**Prompt**: If a line comes after the one containing "out of range)", leave it out; copy every line before it, and that line too, exactly as written, starting from the first line of the entries.

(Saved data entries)

"""

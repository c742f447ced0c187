//! Timestamp utilities
//!
//! All engine timestamps are UTC epoch milliseconds (`i64`). Upstream payloads
//! carry a mix of ISO strings, epoch seconds and epoch milliseconds; the
//! parsers here fold them into one representation.

use chrono::{DateTime, NaiveDateTime, TimeZone, Utc};
use serde_json::Value;

/// Milliseconds in one day
pub const MS_PER_DAY: i64 = 24 * 60 * 60 * 1000;

/// Epoch values below this are treated as seconds rather than milliseconds
const SECONDS_THRESHOLD: f64 = 1e12;

/// Get current UTC timestamp
pub fn now() -> DateTime<Utc> {
    Utc::now()
}

/// Current time as epoch milliseconds
pub fn now_ms() -> i64 {
    Utc::now().timestamp_millis()
}

/// Convert epoch milliseconds to a UTC datetime (None when out of range)
pub fn ms_to_datetime(ms: i64) -> Option<DateTime<Utc>> {
    Utc.timestamp_millis_opt(ms).single()
}

/// Whole days elapsed from `ts_ms` to `reference_ms`, or -1 when `ts_ms` is unset
///
/// ```
/// use crm_common::time::{days_since, MS_PER_DAY};
///
/// assert_eq!(days_since(10 * MS_PER_DAY, 0), -1);
/// assert_eq!(days_since(10 * MS_PER_DAY, 3 * MS_PER_DAY), 7);
/// ```
pub fn days_since(reference_ms: i64, ts_ms: i64) -> i64 {
    if ts_ms <= 0 {
        return -1;
    }
    (reference_ms - ts_ms) / MS_PER_DAY
}

/// Parse a timestamp string into epoch milliseconds
///
/// Accepts RFC 3339, `YYYY-MM-DDTHH:MM:SS[.fff]` and `YYYY-MM-DD HH:MM:SS`
/// (naive forms are read as UTC), and bare digit strings as epoch values.
pub fn parse_timestamp_str(raw: &str) -> Option<i64> {
    let raw = raw.trim();
    if raw.is_empty() {
        return None;
    }
    if let Ok(dt) = DateTime::parse_from_rfc3339(raw) {
        return Some(dt.timestamp_millis());
    }
    for fmt in ["%Y-%m-%dT%H:%M:%S%.f", "%Y-%m-%d %H:%M:%S%.f"] {
        if let Ok(naive) = NaiveDateTime::parse_from_str(raw, fmt) {
            return Some(naive.and_utc().timestamp_millis());
        }
    }
    raw.parse::<f64>().ok().and_then(epoch_number_to_ms)
}

/// Interpret a JSON value (string or number) as epoch milliseconds
pub fn parse_timestamp_value(value: &Value) -> Option<i64> {
    match value {
        Value::String(s) => parse_timestamp_str(s),
        Value::Number(n) => n.as_f64().and_then(epoch_number_to_ms),
        _ => None,
    }
}

fn epoch_number_to_ms(n: f64) -> Option<i64> {
    if !n.is_finite() || n <= 0.0 {
        return None;
    }
    if n < SECONDS_THRESHOLD {
        Some((n * 1000.0) as i64)
    } else {
        Some(n as i64)
    }
}
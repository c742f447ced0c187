//! Upstream record writes
//!
//! PUT /api/orgs/:org/sources/:collection stores the raw document and
//! publishes a `DataChanged` event. Merge, aggregation and activity logging
//! happen afterwards in the orchestrator, so the response only confirms the
//! write.

use axum::{
    extract::{Path, State},
    http::StatusCode,
    routing::put,
    Json, Router,
};
use crm_common::events::CrmEvent;
use crm_common::models::{
    ChangeOperation, ConversationRecord, MessagingCustomerRecord, OrderRecord, PosCustomerRecord,
    SourceCollection,
};
use crm_common::time::now_ms;
use serde::Serialize;
use serde_json::Value;
use tracing::debug;

use crate::db::sources;
use crate::error::{ApiError, ApiResult};
use crate::utils::retry_on_lock;
use crate::AppState;

#[derive(Debug, Serialize)]
#[serde(rename_all = "camelCase")]
pub struct SourceWriteResponse {
    pub collection: SourceCollection,
    pub document_id: String,
    pub operation: ChangeOperation,
}

/// PUT /api/orgs/:org/sources/:collection
pub async fn put_source_record(
    State(state): State<AppState>,
    Path((org, collection)): Path<(String, String)>,
    Json(document): Json<Value>,
) -> ApiResult<(StatusCode, Json<SourceWriteResponse>)> {
    let collection: SourceCollection = collection.parse()?;
    let max_wait = state.service.settings().db_max_lock_wait_ms;
    let db = &state.db;
    let received_at = now_ms();

    let (document_id, created) = match collection {
        SourceCollection::PosCustomers => {
            let record = PosCustomerRecord::from_document(&org, document.clone())?;
            let created =
                retry_on_lock("save pos customer", max_wait, || sources::save_pos_customer(db, &record, received_at))
                    .await?;
            (record.id, created)
        }
        SourceCollection::MessagingCustomers => {
            let record = MessagingCustomerRecord::from_document(&org, document.clone())?;
            let created = retry_on_lock("save messaging customer", max_wait, || {
                sources::save_messaging_customer(db, &record, received_at)
            })
            .await?;
            (record.id, created)
        }
        SourceCollection::PosOrders => {
            let order = OrderRecord::from_document(&org, document.clone())?;
            let created = retry_on_lock("save order", max_wait, || sources::save_order(db, &order)).await?;
            (order.id, created)
        }
        SourceCollection::Conversations => {
            let conversation = ConversationRecord::from_document(&org, document.clone(), received_at)?;
            let created =
                retry_on_lock("save conversation", max_wait, || sources::save_conversation(db, &conversation))
                    .await?;
            (conversation.id, created)
        }
        SourceCollection::Notes => {
            return Err(ApiError::BadRequest(
                "notes are written through the notes endpoints".to_string(),
            ));
        }
    };

    let operation = if created {
        ChangeOperation::Insert
    } else {
        ChangeOperation::Update
    };
    debug!(%org, %collection, %document_id, %operation, "Stored upstream record");
    state
        .event_bus
        .emit_lossy(CrmEvent::data_changed(collection, operation, &org, &document_id, document));

    Ok((
        StatusCode::ACCEPTED,
        Json(SourceWriteResponse {
            collection,
            document_id,
            operation,
        }),
    ))
}

pub fn source_routes() -> Router<AppState> {
    Router::new().route("/api/orgs/:org/sources/:collection", put(put_source_record))
}
//! C8: the Cameleer Engine — ties the config resolver, scheduler fan-in,
//! queues, registries, and static context store into one running
//! orchestrator.
//!
//! A struct that owns every other subsystem behind `Arc`s, exposes a small
//! lifecycle surface (start/pause/shutdown), and logs every transition
//! through scoped loggers rather than bare `println!`. The per-task firing
//! handler is one background task per subscription, torn down by aborting
//! its `JoinHandle` rather than a cooperative cancellation flag.

use std::collections::{HashMap, HashSet};
use std::sync::Arc;

use futures::stream::{Stream, StreamExt};
use parking_lot::{Mutex as SyncMutex, RwLock};
use tokio::sync::{broadcast, oneshot, Mutex as AsyncMutex, Notify};
use tokio::task::JoinHandle;
use tokio_stream::wrappers::BroadcastStream;

use crate::config::{self, CameleerDefaults, ResolveCtx, TaskConfig};
use crate::context_store::StaticContextStore;
use crate::error::{InterruptedError, LoadError, QueueSelectionError};
use crate::job::Job;
use crate::logging::{LogSink, ScopedLogger};
use crate::queue::cost::CostQueue;
use crate::queue::parallel::ParallelQueue;
use crate::queue::{JobRunner, Queue, QueueEvent, QueueHandle};
use crate::registry::{ConfigurableClassRegistry, TaskRegistry, BASE_TASK_TYPE};
use crate::schedule::fanin::SchedulerFanIn;
use crate::schedule::ScheduleFiring;
use crate::task::{Task, TaskObject};

const WORK_EVENT_CHANNEL_CAPACITY: usize = 4096;

/// Declarative queue shape, supplied once at [`Cameleer::new`] (spec.md §4.4).
pub enum QueueSpec {
    Parallel {
        name: String,
        parallelism: usize,
        default: bool,
    },
    Cost {
        name: String,
        capabilities: f64,
        allow_exclusive_jobs: bool,
        default: bool,
    },
}

struct QueueEntry {
    queue: QueueHandle,
    name: String,
    is_cost: bool,
    is_default: bool,
    /// `Some` only for cost queues; unused for parallel queues, whose
    /// appropriateness and ranking never consult capacity.
    capabilities: Option<f64>,
    allow_exclusive_jobs: bool,
}

/// One `(kind, task, job?)` transition on the work stream (spec.md §6: "each
/// job surfaces as one of {scheduled, interruptable, run, done, failed}
/// events on the work stream").
#[derive(Debug, Clone)]
pub enum WorkEvent {
    Scheduled { task: String },
    Interruptable { task: String, job_id: u64 },
    Run { task: String, job_id: u64 },
    Done { task: String, job_id: u64 },
    Failed { task: String, job_id: u64, reason: String },
}

impl WorkEvent {
    fn task_name(&self) -> &str {
        match self {
            WorkEvent::Scheduled { task }
            | WorkEvent::Interruptable { task, .. }
            | WorkEvent::Run { task, .. }
            | WorkEvent::Done { task, .. }
            | WorkEvent::Failed { task, .. } => task,
        }
    }
}

/// Whether a task currently has a job enqueued or running (I3).
#[derive(Debug, Clone, Copy, PartialEq, Eq)]
enum TaskRunState {
    Idle,
    Busy,
}

struct LoadedTask {
    config: TaskConfig,
    task: Arc<dyn TaskObject>,
    state: SyncMutex<TaskRunState>,
}

/// Optional process-global wiring for uncaught failures (spec.md §4.6:
/// "global failure handlers"). The engine core never touches real process
/// globals directly — only through this trait — so it stays unit-testable
/// without a real process (the REDESIGN FLAGS note this section expands on).
pub trait HostHooks: Send + Sync {
    fn install(&self, logger: &ScopedLogger);
    fn remove(&self, logger: &ScopedLogger);
}

/// The default: no process-global wiring at all.
pub struct NoopHostHooks;

impl HostHooks for NoopHostHooks {
    fn install(&self, _logger: &ScopedLogger) {}
    fn remove(&self, _logger: &ScopedLogger) {}
}

fn job_runner() -> JobRunner {
    Arc::new(|job: Arc<Job>| Box::pin(async move { job.run_all().await }))
}

/// The engine. Every public method takes `&Arc<Self>` where it needs to hand
/// a clone to a spawned task.
pub struct Cameleer {
    defaults: CameleerDefaults,
    classes: Arc<ConfigurableClassRegistry>,
    task_registry: TaskRegistry,
    queues: Vec<Arc<QueueEntry>>,
    fanin: Arc<SchedulerFanIn>,
    context_store: Arc<StaticContextStore>,
    logger_sink: Arc<dyn LogSink>,
    engine_logger: ScopedLogger,
    tasks: RwLock<HashMap<String, Arc<LoadedTask>>>,
    firing_handlers: AsyncMutex<HashMap<String, JoinHandle<()>>>,
    work_events: broadcast::Sender<WorkEvent>,
    interrupts: SyncMutex<HashMap<u64, oneshot::Sender<()>>>,
    keep_alive: AsyncMutex<Option<JoinHandle<()>>>,
    host_hooks: Option<Arc<dyn HostHooks>>,
    shutdown_notify: Notify,
}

"""

**Written solution**:
repository c742f447ced0c187
//! Timestamp utilities
//!
//! All engine timestamps are UTC epoch milliseconds (`i64`). Upstream payloads
//! carry a mix of ISO strings, epoch seconds and epoch milliseconds; the
//! parsers here fold them into one representation.

use chrono::{DateTime, NaiveDateTime, TimeZone, Utc};
use serde_json::Value;

/// Milliseconds in one day
pub const MS_PER_DAY: i64 = 24 * 60 * 60 * 1000;

/// Epoch values below this are treated as seconds rather than milliseconds
const SECONDS_THRESHOLD: f64 = 1e12;

/// Get current UTC timestamp
pub fn now() -> DateTime<Utc> {
    Utc::now()
}

/// Current time as epoch milliseconds
pub fn now_ms() -> i64 {
    Utc::now().timestamp_millis()
}

/// Convert epoch milliseconds to a UTC datetime (None when out of range)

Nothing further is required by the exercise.